I joined Dr. Gunawardena's lab in 2006 to develop methods to quantify phosphorylation patterns in multisite phosphorylation and understand its role in signal transduction and information processing in mammalian cells. I also want to develop models of Drosophila eye development and patterning with the modular programming language little b, in order to better understand multicellular interactions and organization.

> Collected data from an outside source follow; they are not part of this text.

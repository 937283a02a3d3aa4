//! Texture payloads stored in DAVE archives.
//!
//! A payload is a small header followed by a mipmap chain. Repair trims the
//! chain down to the levels that are actually stored with 4-aligned
//! dimensions and rewrites every DXT5 color block that still uses the
//! punch-through endpoint order.
use std::io::Cursor;

use binrw::{BinRead, BinReaderExt, BinWrite, BinWriterExt};

use crate::error::TextureError;

pub mod dxt5;

/// Size of [`TexHeader`] on disk.
pub const TEX_HEADER_SIZE: usize = 14;

const BLOCK_SIZE: usize = 16;

/// Fixed header at the start of every texture payload.
#[derive(BinRead, BinWrite, Debug, Clone, Copy, PartialEq, Eq)]
#[brw(little)]
pub struct TexHeader {
    pub width: u16,
    pub height: u16,
    #[br(map = |raw: u16| TexFormat::from_raw(raw))]
    #[bw(map = |format: &TexFormat| format.to_raw())]
    pub format: TexFormat,
    pub mipmap_count: u16,
    /// Preserved verbatim, meaning unknown.
    pub unk: [u16; 3],
}

/// Pixel formats that appear in the archives. Only the two block-compressed
/// formats are ever repaired.
#[derive(Debug, Clone, Copy, PartialEq, Eq)]
pub enum TexFormat {
    /// 8 bytes per 4x4 block.
    Dxt1,
    /// 16 bytes per 4x4 block.
    Dxt5,
    Other(u16),
}

impl TexFormat {
    fn from_raw(raw: u16) -> Self {
        match raw {
            22 => Self::Dxt1,
            26 => Self::Dxt5,
            other => Self::Other(other),
        }
    }

    fn to_raw(self) -> u16 {
        match self {
            Self::Dxt1 => 22,
            Self::Dxt5 => 26,
            Self::Other(other) => other,
        }
    }

    /// Average pixels per stored byte, for mip level sizes.
    fn pixels_per_byte(self) -> Option<usize> {
        match self {
            Self::Dxt1 => Some(2),
            Self::Dxt5 => Some(1),
            Self::Other(_) => None,
        }
    }
}

/// Result of repairing a single texture payload.
#[derive(Debug)]
pub enum Repair {
    /// Every chain level and block already satisfied the invariants.
    Unchanged,
    /// The payload was rewritten and these bytes replace the old ones.
    Modified(Vec<u8>),
}

fn read_header(data: &[u8]) -> Result<TexHeader, TextureError> {
    if data.len() < TEX_HEADER_SIZE {
        return Err(TextureError::TooSmall);
    }
    Ok(Cursor::new(data).read_le()?)
}

/// Counts the leading mip levels whose dimensions are both 4-aligned and
/// sums their stored size. The chain is allowed to run out once both
/// dimensions drop below 4; a misaligned dimension still at 4 or above is a
/// hard error.
fn measure_chain(
    header: &TexHeader,
    pixels_per_byte: usize,
) -> Result<(u16, usize), TextureError> {
    let mut width = header.width as usize;
    let mut height = header.height as usize;
    let mut bytes = TEX_HEADER_SIZE;
    let mut levels = 0u16;
    while levels < header.mipmap_count {
        if width % 4 != 0 || height % 4 != 0 {
            if width >= 4 || height >= 4 {
                return Err(TextureError::NonPowerOfTwo);
            }
            break;
        }
        bytes += width * height / pixels_per_byte;
        width /= 2;
        height /= 2;
        levels += 1;
    }
    Ok((levels, bytes))
}

/// Decides from the payload header alone whether the full payload has to be
/// inspected. DXT5 textures always qualify; DXT1 textures only when their
/// declared chain runs past the last valid level.
pub fn needs_fixing(data: &[u8]) -> Result<bool, TextureError> {
    let header = read_header(data)?;
    match header.format {
        TexFormat::Dxt5 => Ok(true),
        TexFormat::Dxt1 => {
            if header.width == 0 || header.height == 0 {
                return Ok(false);
            }
            let (levels, _) = measure_chain(&header, 2)?;
            Ok(levels < header.mipmap_count)
        }
        TexFormat::Other(_) => Ok(false),
    }
}

/// Repairs one texture payload: trims the mipmap chain to the valid levels
/// and canonicalizes every DXT5 color block.
pub fn fix(data: &[u8]) -> Result<Repair, TextureError> {
    let mut header = read_header(data)?;
    let Some(pixels_per_byte) = header.format.pixels_per_byte() else {
        return Ok(Repair::Unchanged);
    };
    if header.width == 0 || header.height == 0 {
        return Ok(Repair::Unchanged);
    }

    let (levels, expected) = measure_chain(&header, pixels_per_byte)?;
    if levels == 0 {
        return Err(TextureError::NoMipLevels);
    }

    let mut buf = data.to_vec();
    let mut dirty = false;

    if levels == header.mipmap_count {
        if buf.len() != expected {
            return Err(TextureError::InvalidSize);
        }
    } else {
        if buf.len() < expected {
            return Err(TextureError::ShorterThanExpected);
        }
        header.mipmap_count = levels;
        write_header(&mut buf, &header)?;
        buf.truncate(expected);
        dirty = true;
    }

    if header.format == TexFormat::Dxt5 {
        let mut offset = TEX_HEADER_SIZE;
        let mut blocks = (header.width as usize / 4) * (header.height as usize / 4);
        for _ in 0..header.mipmap_count {
            for _ in 0..blocks {
                dirty |= fix_chunk(&mut buf[offset..offset + BLOCK_SIZE])?;
                offset += BLOCK_SIZE;
            }
            blocks /= 4;
        }
        if offset != expected {
            return Err(TextureError::TooSmall);
        }
    }

    Ok(if dirty {
        Repair::Modified(buf)
    } else {
        Repair::Unchanged
    })
}

/// Canonicalizes the color half of one 16-byte block. The 8 alpha bytes are
/// never touched.
fn fix_chunk(chunk: &mut [u8]) -> Result<bool, TextureError> {
    let cs0 = u16::from_le_bytes([chunk[8], chunk[9]]);
    let cs1 = u16::from_le_bytes([chunk[10], chunk[11]]);
    let cv = u32::from_le_bytes([chunk[12], chunk[13], chunk[14], chunk[15]]);

    let (cs0, cs1, cv) = if cs0 < cs1 {
        if cv & dxt5::HIGH_BITS == 0 {
            // Only the two endpoint slots are live, so swapping them is
            // exact.
            (cs1, cs0, cv ^ dxt5::LOW_BITS)
        } else {
            let (a, b, cv) = dxt5::repair(cs0, cs1, cv)?;
            dxt5::canonicalize(a, b, cv)
        }
    } else if cs0 == cs1 {
        dxt5::canonicalize(cs0, cs1, cv)
    } else {
        return Ok(false);
    };

    chunk[8..10].copy_from_slice(&cs0.to_le_bytes());
    chunk[10..12].copy_from_slice(&cs1.to_le_bytes());
    chunk[12..16].copy_from_slice(&cv.to_le_bytes());
    Ok(true)
}

fn write_header(buf: &mut [u8], header: &TexHeader) -> Result<(), TextureError> {
    let mut writer = Cursor::new(buf);
    writer.write_le(header)?;
    Ok(())
}

#[cfg(test)]
mod tests {
    use super::*;

    use hexlit::hex;

    fn payload(width: u16, height: u16, format: u16, mipmaps: u16, body: &[u8]) -> Vec<u8> {
        let mut data = Vec::new();
        for value in [width, height, format, mipmaps, 0, 0, 0] {
            data.extend_from_slice(&value.to_le_bytes());
        }
        data.extend_from_slice(body);
        data
    }

    fn block(cs0: u16, cs1: u16, cv: u32) -> Vec<u8> {
        let mut data = vec![0xEE; 8];
        data.extend_from_slice(&cs0.to_le_bytes());
        data.extend_from_slice(&cs1.to_le_bytes());
        data.extend_from_slice(&cv.to_le_bytes());
        data
    }

    #[test]
    fn all_black_block_becomes_trivial_form() {
        let data = payload(4, 4, 26, 1, &block(0, 0, 0));
        let Repair::Modified(fixed) = fix(&data).unwrap() else {
            panic!("expected a rewrite");
        };
        assert_eq!(&fixed[14..], hex!(EEEEEEEEEEEEEEEE 0100 0000 55555555));
    }

    #[test]
    fn endpoint_only_block_is_reframed_exactly() {
        let data = payload(4, 4, 26, 1, &block(0x0000, 0xFFFF, 0));
        let Repair::Modified(fixed) = fix(&data).unwrap() else {
            panic!("expected a rewrite");
        };
        assert_eq!(&fixed[14..], hex!(EEEEEEEEEEEEEEEE FFFF 0000 55555555));
    }

    #[test]
    fn canonical_texture_is_untouched() {
        let data = payload(4, 4, 26, 1, &block(0xFFFF, 0x0000, 0x00FF_00FF));
        assert!(matches!(fix(&data).unwrap(), Repair::Unchanged));
    }

    #[test]
    fn repair_is_idempotent() {
        let data = payload(4, 4, 26, 1, &block(0x0421, 0x1084, 0x0000_AAAA));
        let Repair::Modified(fixed) = fix(&data).unwrap() else {
            panic!("expected a rewrite");
        };
        assert!(matches!(fix(&fixed).unwrap(), Repair::Unchanged));
    }

    #[test]
    fn blocks_are_fixed_across_levels() {
        let mut body = Vec::new();
        for _ in 0..4 {
            body.extend_from_slice(&block(0x2000, 0x1000, 0));
        }
        // A punch-through block in the 4x4 level.
        body.extend_from_slice(&block(0x0000, 0xFFFF, 0));
        let data = payload(8, 8, 26, 2, &body);

        let Repair::Modified(fixed) = fix(&data).unwrap() else {
            panic!("expected a rewrite");
        };
        assert_eq!(&fixed[..14 + 64], &data[..14 + 64]);
        let last = &fixed[14 + 64..];
        assert_eq!(&last[8..], hex!(FFFF 0000 55555555));
    }

    #[test]
    fn overlong_chain_is_trimmed() {
        let data = payload(8, 8, 22, 5, &vec![0xAB; 52]);
        let Repair::Modified(fixed) = fix(&data).unwrap() else {
            panic!("expected a trim");
        };
        assert_eq!(fixed.len(), 14 + 8 * 8 / 2 + 4 * 4 / 2);
        assert_eq!(u16::from_le_bytes([fixed[6], fixed[7]]), 2);
    }

    #[test]
    fn trim_requires_the_valid_levels_to_be_present() {
        let data = payload(8, 8, 22, 5, &vec![0xAB; 30]);
        assert!(matches!(
            fix(&data),
            Err(TextureError::ShorterThanExpected)
        ));
    }

    #[test]
    fn untrimmed_chain_must_match_exactly() {
        let data = payload(8, 8, 22, 2, &vec![0xAB; 41]);
        assert!(matches!(fix(&data), Err(TextureError::InvalidSize)));
    }

    #[test]
    fn misaligned_large_level_is_rejected() {
        let data = payload(12, 12, 22, 2, &vec![0; 72]);
        assert!(matches!(fix(&data), Err(TextureError::NonPowerOfTwo)));
    }

    #[test]
    fn degenerate_textures_pass_through() {
        let zero = payload(0, 8, 26, 1, &[]);
        assert!(matches!(fix(&zero).unwrap(), Repair::Unchanged));

        let other = payload(8, 8, 0, 1, &[1, 2, 3]);
        assert!(matches!(fix(&other).unwrap(), Repair::Unchanged));
    }

    #[test]
    fn needs_fixing_per_format() {
        assert!(needs_fixing(&payload(4, 4, 26, 1, &[])).unwrap());
        assert!(!needs_fixing(&payload(8, 8, 22, 2, &[])).unwrap());
        assert!(needs_fixing(&payload(8, 8, 22, 5, &[])).unwrap());
        assert!(!needs_fixing(&payload(8, 8, 0, 5, &[])).unwrap());
        assert!(matches!(
            needs_fixing(&[0u8; 10]),
            Err(TextureError::TooSmall)
        ));
    }
}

last updated on 19 May 2006

Yangqing Xu

Yangqing Xu

Postdoctoral Fellow
(617) 432 5733
yangqing_xu at hms.harvard.edu

I have broad interdisciplinary backgrounds in both biological science and engineering. With an undergraduate degree in hydraulic engineering, some of my former classmates built the Three Gorges Dam on the Yangtze River, one of the largest hydraulic constructions in the world. As the odd one out among my classmates, I developed interests in the flow inside a heart, rather than that inside a turbine. I therefore first did a Masters in bio-fluid mechanics. After focusing on biotechnology development during my PhD (in Biomedical Engineering), I joined the current laboratory and began my career in systems biology. My current research focuses on the study of complex dynamics of biological networks using a combination of quantitative imaging, cell biology and mathematical modeling. The measured dynamics leads to mathematical models for the structure and the regulation of the network, which can be iteratively tested by experiments. I apply this interdisciplinary systems biology approach to investigate information processing and decision making in growth factor signaling and autophagy cell death in mammalian cells.

I always picture a cell as a country with various factories and heavy traffic on the connecting roads, and it has been a joyful trip in such a lively world watching the constructions, transportations and battles in it. As a systems biologist, I am repeatedly amazed how a cell coordinates so many activities and functions as an integrated and self-organized kingdom, yet without a king. Looking back over the last decade, the scale of my research shrank from kilometers to nanometers, but with a dramatic increase of complexity in the system. I find it truly fascinating.